> **Records for this exercise**:
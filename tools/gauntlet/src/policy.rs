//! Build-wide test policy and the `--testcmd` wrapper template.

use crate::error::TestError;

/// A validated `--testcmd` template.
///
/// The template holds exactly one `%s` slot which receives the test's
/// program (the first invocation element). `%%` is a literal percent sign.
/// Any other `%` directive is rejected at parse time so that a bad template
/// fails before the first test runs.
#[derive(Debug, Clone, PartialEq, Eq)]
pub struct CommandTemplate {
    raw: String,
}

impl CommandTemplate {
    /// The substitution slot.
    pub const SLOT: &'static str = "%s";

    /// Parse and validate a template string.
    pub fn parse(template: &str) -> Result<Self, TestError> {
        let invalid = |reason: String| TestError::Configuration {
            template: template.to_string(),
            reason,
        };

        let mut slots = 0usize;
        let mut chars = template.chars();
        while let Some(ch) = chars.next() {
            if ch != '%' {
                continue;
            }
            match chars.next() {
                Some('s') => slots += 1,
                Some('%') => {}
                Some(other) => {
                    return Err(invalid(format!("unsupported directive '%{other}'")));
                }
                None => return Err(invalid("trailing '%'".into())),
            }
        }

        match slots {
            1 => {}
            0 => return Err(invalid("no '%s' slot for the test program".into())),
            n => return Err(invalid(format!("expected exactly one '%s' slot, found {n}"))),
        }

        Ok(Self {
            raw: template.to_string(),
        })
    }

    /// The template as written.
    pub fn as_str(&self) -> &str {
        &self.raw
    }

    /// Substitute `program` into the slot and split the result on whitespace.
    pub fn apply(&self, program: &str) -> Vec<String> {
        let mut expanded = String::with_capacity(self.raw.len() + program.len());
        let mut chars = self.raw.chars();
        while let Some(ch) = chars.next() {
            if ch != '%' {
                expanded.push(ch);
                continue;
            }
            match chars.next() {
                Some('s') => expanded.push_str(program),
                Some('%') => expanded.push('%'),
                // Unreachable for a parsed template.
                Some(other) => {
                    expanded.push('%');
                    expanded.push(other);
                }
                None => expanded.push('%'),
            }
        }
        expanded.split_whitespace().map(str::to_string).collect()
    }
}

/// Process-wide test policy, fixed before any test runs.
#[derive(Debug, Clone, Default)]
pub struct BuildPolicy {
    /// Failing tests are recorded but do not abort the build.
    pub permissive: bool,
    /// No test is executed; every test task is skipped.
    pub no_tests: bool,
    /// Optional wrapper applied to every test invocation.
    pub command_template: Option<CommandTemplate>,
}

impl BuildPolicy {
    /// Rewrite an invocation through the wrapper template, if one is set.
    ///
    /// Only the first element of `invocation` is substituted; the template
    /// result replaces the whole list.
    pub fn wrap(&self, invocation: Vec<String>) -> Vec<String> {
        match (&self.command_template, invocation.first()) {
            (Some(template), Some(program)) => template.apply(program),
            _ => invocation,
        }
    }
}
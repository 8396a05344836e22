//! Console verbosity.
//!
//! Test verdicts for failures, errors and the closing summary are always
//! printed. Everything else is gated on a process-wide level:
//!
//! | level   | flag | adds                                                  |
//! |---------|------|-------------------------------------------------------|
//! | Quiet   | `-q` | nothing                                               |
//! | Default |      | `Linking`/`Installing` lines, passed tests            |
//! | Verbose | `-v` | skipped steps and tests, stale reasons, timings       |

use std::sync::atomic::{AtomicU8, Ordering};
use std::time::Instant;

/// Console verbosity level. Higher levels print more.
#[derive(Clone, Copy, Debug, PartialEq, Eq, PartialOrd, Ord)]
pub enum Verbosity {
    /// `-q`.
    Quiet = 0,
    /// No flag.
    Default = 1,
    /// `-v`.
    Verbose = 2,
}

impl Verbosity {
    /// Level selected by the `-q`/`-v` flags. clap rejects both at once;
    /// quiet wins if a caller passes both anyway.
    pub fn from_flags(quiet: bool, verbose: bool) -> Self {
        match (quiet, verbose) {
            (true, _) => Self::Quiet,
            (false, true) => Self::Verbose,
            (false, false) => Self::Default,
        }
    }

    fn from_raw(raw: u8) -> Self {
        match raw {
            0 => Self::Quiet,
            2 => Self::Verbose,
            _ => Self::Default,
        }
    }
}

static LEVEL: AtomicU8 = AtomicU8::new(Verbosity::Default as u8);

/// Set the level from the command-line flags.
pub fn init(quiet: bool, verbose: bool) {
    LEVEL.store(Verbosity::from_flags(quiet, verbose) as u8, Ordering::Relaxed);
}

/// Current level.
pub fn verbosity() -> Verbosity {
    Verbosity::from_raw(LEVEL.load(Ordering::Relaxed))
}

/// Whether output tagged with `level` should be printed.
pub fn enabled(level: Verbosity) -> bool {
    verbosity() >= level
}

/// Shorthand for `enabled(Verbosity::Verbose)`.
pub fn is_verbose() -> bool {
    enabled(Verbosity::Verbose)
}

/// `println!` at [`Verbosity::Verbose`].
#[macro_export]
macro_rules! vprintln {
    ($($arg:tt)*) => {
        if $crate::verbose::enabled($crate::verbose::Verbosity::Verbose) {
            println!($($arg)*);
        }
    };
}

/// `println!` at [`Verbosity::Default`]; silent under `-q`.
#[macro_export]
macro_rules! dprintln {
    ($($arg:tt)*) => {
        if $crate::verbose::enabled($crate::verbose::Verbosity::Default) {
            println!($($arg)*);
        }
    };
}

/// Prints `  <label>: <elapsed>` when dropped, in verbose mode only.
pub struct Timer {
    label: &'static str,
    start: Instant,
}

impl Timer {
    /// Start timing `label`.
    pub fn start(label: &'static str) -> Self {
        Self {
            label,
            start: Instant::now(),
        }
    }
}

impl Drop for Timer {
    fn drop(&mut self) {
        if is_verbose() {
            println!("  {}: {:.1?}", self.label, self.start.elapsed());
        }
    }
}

> **About this task**: In full and without error, retype the entries above.

> **Response area**:
filename tools/gauntlet/src/policy.rs
//! Build-wide test policy and the `--testcmd` wrapper template.

use crate::error::TestError;

/// A validated `--testcmd` template.
///
/// The template holds exactly one `%s` slot which receives the test's
/// program (the first invocation element). `%%` is a literal percent sign.
/// Any other `%` directive is rejected at parse time so that a bad template
/// fails before the first test runs.
#[derive(Debug, Clone, PartialEq, Eq)]
pub struct CommandTemplate {
    raw: String,
}

impl CommandTemplate {
    /// The substitution slot.
    pub const SLOT: &'static str = "%s";

    /// Parse and validate a template string.
    pub fn parse(template: &str) -> Result<Self, TestError> {
        let invalid = |reason: String| TestError::Configuration {
            template: template.to_string(),
            reason,
        };

        let mut slots = 0usize;
        let mut chars = template.chars();
        while let Some(ch) = chars.next() {
            if ch != '%' {
                continue;
            }
            match chars.next() {
                Some('s') => slots += 1,
                Some('%') => {}
                Some(other) => {
                    return Err(invalid(format!("unsupported directive '%{other}'")));
                }
                None => return Err(invalid("trailing '%'".into())),
            }
        }

        match slots {
            1 => {}
            0 => return Err(invalid("no '%s' slot for the test program".into())),
            n => return Err(invalid(format!("expected exactly one '%s' slot, found {n}"))),
        }

        Ok(Self {
            raw: template.to_string(),
        })
    }

    /// The template as written.
    pub fn as_str(&self) -> &str {
        &self.raw
    }

    /// Substitute `program` into the slot and split the result on whitespace.
    pub fn apply(&self, program: &str) -> Vec<String> {
        let mut expanded = String::with_capacity(self.raw.len() + program.len());
        let mut chars = self.raw.chars();
        while let Some(ch) = chars.next() {
            if ch != '%' {
                expanded.push(ch);
                continue;
            }
            match chars.next() {
                Some('s') => expanded.push_str(program),
                Some('%') => expanded.push('%'),
                // Unreachable for a parsed template.
                Some(other) => {
                    expanded.push('%');
                    expanded.push(other);
                }
                None => expanded.push('%'),
            }
        }
        expanded.split_whitespace().map(str::to_string).collect()
    }
}

/// Process-wide test policy, fixed before any test runs.
#[derive(Debug, Clone, Default)]
pub struct BuildPolicy {
    /// Failing tests are recorded but do not abort the build.
    pub permissive: bool,
    /// No test is executed; every test task is skipped.
    pub no_tests: bool,
    /// Optional wrapper applied to every test invocation.
    pub command_template: Option<CommandTemplate>,
}

impl BuildPolicy {
    /// Rewrite an invocation through the wrapper template, if one is set.
    ///
    /// Only the first element of `invocation` is substituted; the template
    /// result replaces the whole list.
    pub fn wrap(&self, invocation: Vec<String>) -> Vec<String> {
        match (&self.command_template, invocation.first()) {
            (Some(template), Some(program)) => template.apply(program),
            _ => invocation,
        }
    }
}
repository 8396a05344836e22
//! Console verbosity.
//!
//! Test verdicts for failures, errors and the closing summary are always
//! printed. Everything else is gated on a process-wide level:
//!
//! | level   | flag | adds                                                  |
//! |---------|------|-------------------------------------------------------|
//! | Quiet   | `-q` | nothing                                               |
//! | Default |      | `Linking`/`Installing` lines, passed tests            |
//! | Verbose | `-v` | skipped steps and tests, stale reasons, timings       |

use std::sync::atomic::{AtomicU8, Ordering};
use std::time::Instant;

/// Console verbosity level. Higher levels print more.
#[derive(Clone, Copy, Debug, PartialEq, Eq, PartialOrd, Ord)]
pub enum Verbosity {
    /// `-q`.
    Quiet = 0,
    /// No flag.
    Default = 1,
    /// `-v`.
    Verbose = 2,
}

impl Verbosity {
    /// Level selected by the `-q`/`-v` flags. clap rejects both at once;
    /// quiet wins if a caller passes both anyway.
    pub fn from_flags(quiet: bool, verbose: bool) -> Self {
        match (quiet, verbose) {
            (true, _) => Self::Quiet,
            (false, true) => Self::Verbose,
            (false, false) => Self::Default,
        }
    }

    fn from_raw(raw: u8) -> Self {
        match raw {
            0 => Self::Quiet,
            2 => Self::Verbose,
            _ => Self::Default,
        }
    }
}

static LEVEL: AtomicU8 = AtomicU8::new(Verbosity::Default as u8);

/// Set the level from the command-line flags.
pub fn init(quiet: bool, verbose: bool) {
    LEVEL.store(Verbosity::from_flags(quiet, verbose) as u8, Ordering::Relaxed);
}

/// Current level.
pub fn verbosity() -> Verbosity {
    Verbosity::from_raw(LEVEL.load(Ordering::Relaxed))
}

/// Whether output tagged with `level` should be printed.
pub fn enabled(level: Verbosity) -> bool {
    verbosity() >= level
}

/// Shorthand for `enabled(Verbosity::Verbose)`.
pub fn is_verbose() -> bool {
    enabled(Verbosity::Verbose)
}

/// `println!` at [`Verbosity::Verbose`].
#[macro_export]
macro_rules! vprintln {
    ($($arg:tt)*) => {
        if $crate::verbose::enabled($crate::verbose::Verbosity::Verbose) {
            println!($($arg)*);
        }
    };
}

/// `println!` at [`Verbosity::Default`]; silent under `-q`.
#[macro_export]
macro_rules! dprintln {
    ($($arg:tt)*) => {
        if $crate::verbose::enabled($crate::verbose::Verbosity::Default) {
            println!($($arg)*);
        }
    };
}

/// Prints `  <label>: <elapsed>` when dropped, in verbose mode only.
pub struct Timer {
    label: &'static str,
    start: Instant,
}

impl Timer {
    /// Start timing `label`.
    pub fn start(label: &'static str) -> Self {
        Self {
            label,
            start: Instant::now(),
        }
    }
}

impl Drop for Timer {
    fn drop(&mut self) {
        if is_verbose() {
            println!("  {}: {:.1?}", self.label, self.start.elapsed());
        }
    }
}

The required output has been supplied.